Koalas 'functionally extinct' in Australia, according to conservation group
Maggie the female koala climbs a tree with her joey at Taronga Zoo in Sydney, Australia, Thursday, Sept. 1, 2011. (AP Photo/Rob Griffith)
Published Thursday, May 16, 2019 1:40PM EDT
Koalas are ‘functionally extinct’ in their native land of Australia due to widespread deforestation, a conservation group has said.
The furry marsupials, which live in trees, have been reduced to just 80,000 in the wild, according to the Australian Koala Foundation (AKF).
“This is approximately one per cent of the eight million koalas that were shot for fur and sent to London between 1890 and 1927,” AKF chairperson Deborah Tabart said in a press release.
“I am calling on the new prime minister after the May election to enact the Koala Protection Act (KPA) which has been written and ready to go since 2016. The plight of the Koala now falls on his shoulders.”
The act was written to protect the koala and its trees, the AKF said.
The KPA is based on the Bald Eagle Act in the U.S. which used the Federal Endangered Species Act and the Environment Protection Authority to successfully protect America’s national symbol.
The AKF said the plight of the koala was exposed at a senate inquiry in 2011.
“While sitting in the senate inquiry you could hear industry pleading with the senators to continue allowing them to have their way with habitats around the country,” Tabart said.
“I have heard many empty promises from members of government pretending to protect the koala. Look where we are now. The Koala Protection Act will work and it is ready to go.”

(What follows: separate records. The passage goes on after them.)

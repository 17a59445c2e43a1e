//! Cold-start prober
//!
//! Hosting platforms that suspend idle services take a while to answer the
//! first request. Before the first connect we poke the relay's health
//! endpoint a few times; whatever the outcome, the caller connects afterwards.

use super::error::ProbeError;
use std::sync::atomic::{AtomicBool, AtomicU32, Ordering};
use std::time::Duration;
use tracing::{info, warn};

#[derive(Debug, Clone, PartialEq, Eq)]
pub struct WakeupConfig {
    /// Substrings of relay URLs that identify suspend-on-idle hosts
    pub patterns: Vec<String>,
    pub max_attempts: u32,
    pub retry_delay: Duration,
    pub probe_timeout: Duration,
}

impl Default for WakeupConfig {
    fn default() -> Self {
        Self {
            patterns: vec!["onrender.com".to_string()],
            max_attempts: 3,
            retry_delay: Duration::from_secs(2),
            probe_timeout: Duration::from_secs(10),
        }
    }
}

#[derive(Debug, Clone, Copy, PartialEq, Eq)]
pub struct WakeupStatus {
    pub waking_up: bool,
    pub attempts: u32,
    pub max_attempts: u32,
}

/// Map a relay WebSocket URL to its HTTP health endpoint
pub fn health_url_for(relay_url: &str) -> String {
    let base = if let Some(rest) = relay_url.strip_prefix("wss://") {
        format!("https://{}", rest)
    } else if let Some(rest) = relay_url.strip_prefix("ws://") {
        format!("http://{}", rest)
    } else {
        relay_url.to_string()
    };
    format!("{}/health", base.trim_end_matches('/'))
}

pub struct ColdStartProber {
    relay_url: String,
    health_url: String,
    config: WakeupConfig,
    client: reqwest::Client,
    waking: AtomicBool,
    attempts: AtomicU32,
}

impl ColdStartProber {
    pub fn new(relay_url: impl Into<String>, config: WakeupConfig) -> Result<Self, ProbeError> {
        let relay_url = relay_url.into();
        let client = reqwest::Client::builder().build()?;
        Ok(Self {
            health_url: health_url_for(&relay_url),
            relay_url,
            config,
            client,
            waking: AtomicBool::new(false),
            attempts: AtomicU32::new(0),
        })
    }

    pub fn health_url(&self) -> &str {
        &self.health_url
    }

    /// Whether the relay looks like it may be suspended
    pub fn applies(&self) -> bool {
        self.config
            .patterns
            .iter()
            .any(|pattern| !pattern.is_empty() && self.relay_url.contains(pattern.as_str()))
    }

    /// One GET against the health endpoint
    pub async fn probe(&self) -> Result<(), ProbeError> {
        let response = self
            .client
            .get(&self.health_url)
            .timeout(self.config.probe_timeout)
            .send()
            .await?;

        if response.status().is_success() {
            Ok(())
        } else {
            Err(ProbeError::Status(response.status().as_u16()))
        }
    }

    /// Probe until the relay answers or attempts run out.
    ///
    /// Returns `true` if the relay answered. A call made while another is in
    /// flight returns `false` immediately.
    pub async fn wake(&self) -> bool {
        if self.waking.swap(true, Ordering::SeqCst) {
            return false;
        }
        let _guard = WakingGuard(&self.waking);
        self.attempts.store(0, Ordering::SeqCst);

        info!("Waking up relay at {}", self.health_url);
        for attempt in 1..=self.config.max_attempts {
            self.attempts.store(attempt, Ordering::SeqCst);

            match self.probe().await {
                Ok(()) => {
                    info!("Relay is awake after {} attempt(s)", attempt);
                    return true;
                }
                Err(e) => {
                    info!("Wake-up attempt {} failed: {}", attempt, e);
                    if attempt < self.config.max_attempts {
                        tokio::time::sleep(self.config.retry_delay).await;
                    }
                }
            }
        }

        warn!(
            "Could not wake up relay after {} attempts",
            self.config.max_attempts
        );
        false
    }

    pub fn status(&self) -> WakeupStatus {
        WakeupStatus {
            waking_up: self.waking.load(Ordering::SeqCst),
            attempts: self.attempts.load(Ordering::SeqCst),
            max_attempts: self.config.max_attempts,
        }
    }
}

/// Clears the in-flight flag even if `wake` is cancelled
struct WakingGuard<'a>(&'a AtomicBool);

impl Drop for WakingGuard<'_> {
    fn drop(&mut self) {
        self.0.store(false, Ordering::SeqCst);
    }
}

#[cfg(test)]
mod tests {
    use super::*;
    use axum::{http::StatusCode, routing::get, Router};
    use std::sync::Arc;
    use tokio::net::TcpListener;

    fn fast_config() -> WakeupConfig {
        WakeupConfig {
            patterns: vec!["onrender.com".to_string()],
            max_attempts: 3,
            retry_delay: Duration::from_millis(20),
            probe_timeout: Duration::from_millis(500),
        }
    }

    async fn serve(app: Router) -> String {
        let listener = TcpListener::bind("127.0.0.1:0").await.unwrap();
        let addr = listener.local_addr().unwrap();
        tokio::spawn(async move {
            axum::serve(listener, app).await.unwrap();
        });
        format!("ws://{}", addr)
    }

    #[test]
    fn test_health_url_for() {
        assert_eq!(health_url_for("ws://localhost:3001"), "http://localhost:3001/health");
        assert_eq!(
            health_url_for("wss://relay.onrender.com/"),
            "https://relay.onrender.com/health"
        );
    }

    #[test]
    fn test_applies_only_to_matching_hosts() {
        let prober = ColdStartProber::new("wss://relay.onrender.com", fast_config()).unwrap();
        assert!(prober.applies());

        let prober = ColdStartProber::new("ws://localhost:3001", fast_config()).unwrap();
        assert!(!prober.applies());
    }

    #[tokio::test]
    async fn test_wake_succeeds_on_healthy_relay() {
        let url = serve(Router::new().route("/health", get(|| async { "ok" }))).await;
        let prober = ColdStartProber::new(url, fast_config()).unwrap();

        assert!(prober.wake().await);
        let status = prober.status();
        assert_eq!(status.attempts, 1);
        assert!(!status.waking_up);
    }

    #[tokio::test]
    async fn test_wake_gives_up_after_max_attempts() {
        let url = serve(Router::new().route(
            "/health",
            get(|| async { StatusCode::SERVICE_UNAVAILABLE }),
        ))
        .await;
        let prober = ColdStartProber::new(url, fast_config()).unwrap();

        assert!(!prober.wake().await);
        assert_eq!(prober.status().attempts, 3);
        assert!(!prober.status().waking_up);
    }

    #[tokio::test]
    async fn test_concurrent_wake_returns_immediately() {
        let url = serve(Router::new().route(
            "/health",
            get(|| async {
                tokio::time::sleep(Duration::from_millis(200)).await;
                "ok"
            }),
        ))
        .await;
        let prober = Arc::new(ColdStartProber::new(url, fast_config()).unwrap());

        let first = tokio::spawn({
            let prober = prober.clone();
            async move { prober.wake().await }
        });
        tokio::time::sleep(Duration::from_millis(50)).await;

        assert!(prober.status().waking_up);
        assert!(!prober.wake().await);
        assert!(first.await.unwrap());
    }
}
//! Relay connection with automatic reconnect
//!
//! One background task owns the WebSocket. On every open it re-sends
//! `register` for the local identifier, since the relay keeps nothing across
//! connections. Reconnects are strictly sequential, so at most one retry timer
//! is ever pending.

use super::backoff::{BackoffPolicy, ReconnectDecision, ReconnectState};
use super::error::ClientError;
use crate::domain::shared::value_objects::Identifier;
use crate::domain::signaling::Envelope;
use futures::{SinkExt, StreamExt};
use std::sync::atomic::{AtomicBool, Ordering};
use std::sync::Arc;
use std::time::Duration;
use tokio::net::TcpStream;
use tokio::sync::{mpsc, watch};
use tokio::task::JoinHandle;
use tokio_tungstenite::tungstenite::Message;
use tokio_tungstenite::{connect_async, MaybeTlsStream, WebSocketStream};
use tracing::{debug, error, info, warn};

type RelaySocket = WebSocketStream<MaybeTlsStream<TcpStream>>;

/// Connection lifecycle and inbound traffic
#[derive(Debug, Clone, PartialEq)]
pub enum RelayEvent {
    Connected,
    Disconnected,
    /// A retry has been scheduled
    Reconnecting { attempt: u32, delay: Duration },
    /// Retry budget exhausted; the task has stopped
    Failed(String),
    Message(Envelope),
}

/// Outbound half of the relay connection, as seen by the call controller
pub trait SignalSender: Send + Sync {
    fn send(&self, envelope: Envelope) -> Result<(), ClientError>;

    fn is_ready(&self) -> bool;
}

#[derive(Clone)]
pub struct RelayClientHandle {
    outbound: mpsc::UnboundedSender<Envelope>,
    ready: Arc<AtomicBool>,
    shutdown: Arc<watch::Sender<bool>>,
}

impl RelayClientHandle {
    /// Cancel any pending reconnect and close the socket
    pub fn disconnect(&self) {
        self.ready.store(false, Ordering::SeqCst);
        let _ = self.shutdown.send(true);
    }
}

impl SignalSender for RelayClientHandle {
    fn send(&self, envelope: Envelope) -> Result<(), ClientError> {
        if !self.is_ready() {
            error!("Relay not connected, dropping {}", envelope.kind());
            return Err(ClientError::NotConnected);
        }
        self.outbound
            .send(envelope)
            .map_err(|_| ClientError::NotConnected)
    }

    fn is_ready(&self) -> bool {
        self.ready.load(Ordering::SeqCst)
    }
}

enum PumpExit {
    Closed,
    Shutdown,
}

pub struct RelayClient {
    url: String,
    identifier: Identifier,
    backoff: ReconnectState,
    outbound: mpsc::UnboundedReceiver<Envelope>,
    events: mpsc::UnboundedSender<RelayEvent>,
    ready: Arc<AtomicBool>,
    shutdown: watch::Receiver<bool>,
}

impl RelayClient {
    /// Start the connection task.
    ///
    /// Returns the send handle, the event stream and the task handle.
    pub fn spawn(
        url: impl Into<String>,
        identifier: Identifier,
        policy: BackoffPolicy,
    ) -> (
        RelayClientHandle,
        mpsc::UnboundedReceiver<RelayEvent>,
        JoinHandle<()>,
    ) {
        let (outbound_tx, outbound_rx) = mpsc::unbounded_channel();
        let (events_tx, events_rx) = mpsc::unbounded_channel();
        let (shutdown_tx, shutdown_rx) = watch::channel(false);
        let ready = Arc::new(AtomicBool::new(false));

        let client = RelayClient {
            url: url.into(),
            identifier,
            backoff: ReconnectState::new(policy),
            outbound: outbound_rx,
            events: events_tx,
            ready: ready.clone(),
            shutdown: shutdown_rx,
        };
        let task = tokio::spawn(client.run());

        let handle = RelayClientHandle {
            outbound: outbound_tx,
            ready,
            shutdown: Arc::new(shutdown_tx),
        };
        (handle, events_rx, task)
    }

    async fn run(mut self) {
        loop {
            if self.is_shutdown() {
                return;
            }

            let connect_timeout = self.backoff.policy().connect_timeout;
            let attempt = tokio::select! {
                result = tokio::time::timeout(connect_timeout, connect_async(self.url.as_str())) => result,
                _ = self.shutdown.changed() => return,
            };

            match attempt {
                Ok(Ok((socket, _))) => {
                    info!("Relay connected: {}", self.url);
                    self.backoff.on_open();

                    let exit = self.serve(socket).await;
                    self.ready.store(false, Ordering::SeqCst);
                    // frames queued for the dead socket are not replayed
                    while self.outbound.try_recv().is_ok() {}

                    if matches!(exit, PumpExit::Shutdown) {
                        info!("Relay connection closed by client");
                        return;
                    }
                    info!("Relay disconnected");
                    self.emit(RelayEvent::Disconnected);
                }
                Ok(Err(e)) => {
                    warn!("Relay connection to {} failed: {}", self.url, e);
                }
                Err(_) => {
                    warn!(
                        "Relay connection to {} timed out after {:?}",
                        self.url, connect_timeout
                    );
                }
            }

            match self.backoff.on_close() {
                ReconnectDecision::Retry { attempt, delay } => {
                    info!(
                        "Attempting to reconnect... ({}/{}) in {:?}",
                        attempt,
                        self.backoff.policy().max_attempts,
                        delay
                    );
                    self.emit(RelayEvent::Reconnecting { attempt, delay });
                    tokio::select! {
                        _ = tokio::time::sleep(delay) => {}
                        _ = self.shutdown.changed() => return,
                    }
                }
                ReconnectDecision::GiveUp => {
                    let reason = "Failed to reconnect after multiple attempts".to_string();
                    error!("{}", reason);
                    self.emit(RelayEvent::Failed(reason));
                    return;
                }
            }
        }
    }

    /// Register, then pump frames both ways until the socket dies
    async fn serve(&mut self, socket: RelaySocket) -> PumpExit {
        let (mut write, mut read) = socket.split();

        let register = Envelope::Register {
            user_id: self.identifier.clone(),
        };
        match register.to_json() {
            Ok(text) => {
                if let Err(e) = write.send(Message::Text(text)).await {
                    warn!("Failed to register with relay: {}", e);
                    return PumpExit::Closed;
                }
            }
            Err(e) => {
                error!("Failed to serialize register envelope: {}", e);
                return PumpExit::Closed;
            }
        }
        self.ready.store(true, Ordering::SeqCst);
        self.emit(RelayEvent::Connected);

        loop {
            tokio::select! {
                outbound = self.outbound.recv() => match outbound {
                    Some(envelope) => {
                        let text = match envelope.to_json() {
                            Ok(text) => text,
                            Err(e) => {
                                error!("Failed to serialize {}: {}", envelope.kind(), e);
                                continue;
                            }
                        };
                        if write.send(Message::Text(text)).await.is_err() {
                            return PumpExit::Closed;
                        }
                    }
                    None => return PumpExit::Shutdown,
                },
                inbound = read.next() => match inbound {
                    Some(Ok(Message::Text(text))) => {
                        debug!("Received relay message: {}", text);
                        match serde_json::from_str::<Envelope>(&text) {
                            Ok(envelope) => self.emit(RelayEvent::Message(envelope)),
                            Err(e) => warn!("Failed to parse relay message: {}", e),
                        }
                    }
                    Some(Ok(Message::Close(_))) | None => return PumpExit::Closed,
                    Some(Ok(_)) => {}
                    Some(Err(e)) => {
                        warn!("Relay socket error: {}", e);
                        return PumpExit::Closed;
                    }
                },
                _ = self.shutdown.changed() => {
                    let _ = write.send(Message::Close(None)).await;
                    return PumpExit::Shutdown;
                }
            }
        }
    }

    fn is_shutdown(&self) -> bool {
        *self.shutdown.borrow()
    }

    fn emit(&self, event: RelayEvent) {
        let _ = self.events.send(event);
    }
}

#[cfg(test)]
mod tests {
    use super::*;
    use tokio::net::TcpListener;
    use tokio::time::timeout;

    async fn unused_port() -> u16 {
        let listener = TcpListener::bind("127.0.0.1:0").await.unwrap();
        listener.local_addr().unwrap().port()
    }

    #[tokio::test]
    async fn test_send_before_connect_is_not_connected() {
        let port = unused_port().await;
        let (handle, _events, task) = RelayClient::spawn(
            format!("ws://127.0.0.1:{}", port),
            Identifier::parse("alice").unwrap(),
            BackoffPolicy {
                base_delay: Duration::from_secs(5),
                max_attempts: 1,
                ..BackoffPolicy::default()
            },
        );

        let result = handle.send(Envelope::error("x"));
        assert!(matches!(result, Err(ClientError::NotConnected)));

        handle.disconnect();
        timeout(Duration::from_secs(2), task).await.unwrap().unwrap();
    }

    #[tokio::test]
    async fn test_gives_up_after_retry_budget() {
        let port = unused_port().await;
        let (_handle, mut events, task) = RelayClient::spawn(
            format!("ws://127.0.0.1:{}", port),
            Identifier::parse("alice").unwrap(),
            BackoffPolicy {
                base_delay: Duration::from_millis(10),
                max_attempts: 3,
                ..BackoffPolicy::default()
            },
        );

        let mut scheduled = Vec::new();
        let failure = timeout(Duration::from_secs(5), async {
            while let Some(event) = events.recv().await {
                match event {
                    RelayEvent::Reconnecting { attempt, delay } => scheduled.push((attempt, delay)),
                    RelayEvent::Failed(reason) => return reason,
                    other => panic!("unexpected event {:?}", other),
                }
            }
            panic!("event stream ended without failure");
        })
        .await
        .unwrap();

        assert_eq!(failure, "Failed to reconnect after multiple attempts");
        assert_eq!(
            scheduled,
            vec![
                (1, Duration::from_millis(10)),
                (2, Duration::from_millis(20)),
                (3, Duration::from_millis(30)),
            ]
        );
        task.await.unwrap();
    }

    #[tokio::test]
    async fn test_stalled_handshake_times_out_and_consumes_retry() {
        // accepts TCP but never answers the WebSocket upgrade
        let listener = TcpListener::bind("127.0.0.1:0").await.unwrap();
        let port = listener.local_addr().unwrap().port();
        let server = tokio::spawn(async move {
            let mut held = Vec::new();
            while let Ok((stream, _)) = listener.accept().await {
                held.push(stream);
            }
        });

        let (_handle, mut events, task) = RelayClient::spawn(
            format!("ws://127.0.0.1:{}", port),
            Identifier::parse("alice").unwrap(),
            BackoffPolicy {
                base_delay: Duration::from_millis(10),
                max_attempts: 1,
                connect_timeout: Duration::from_millis(100),
            },
        );

        let first = timeout(Duration::from_secs(2), events.recv()).await.unwrap();
        assert_eq!(
            first,
            Some(RelayEvent::Reconnecting {
                attempt: 1,
                delay: Duration::from_millis(10),
            })
        );
        let second = timeout(Duration::from_secs(2), events.recv()).await.unwrap();
        assert_eq!(
            second,
            Some(RelayEvent::Failed(
                "Failed to reconnect after multiple attempts".to_string()
            ))
        );

        task.await.unwrap();
        server.abort();
    }
}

The AKF has monitored 128 federal electorates with koala habitats since 2010. Koalas are now extinct in 41 of those, the AKF said.
Rising temperatures causing extreme heatwaves have also killed thousands of koalas through dehydration.
The koala is one of Australia’s most recognized animals and is native only to the east side of the continent.
“Both parties say they want to protect the environment. It would be a great way to start by protecting koala forests which cover 20 per cent of our continent,” Tabart said.
The cuddly marsupial is listed as “vulnerable” on the IUCN Red List.
A nocturnal animal, koalas can sleep for up to 20 hours a day and eat about a kilogram of eucalyptus leaves each night.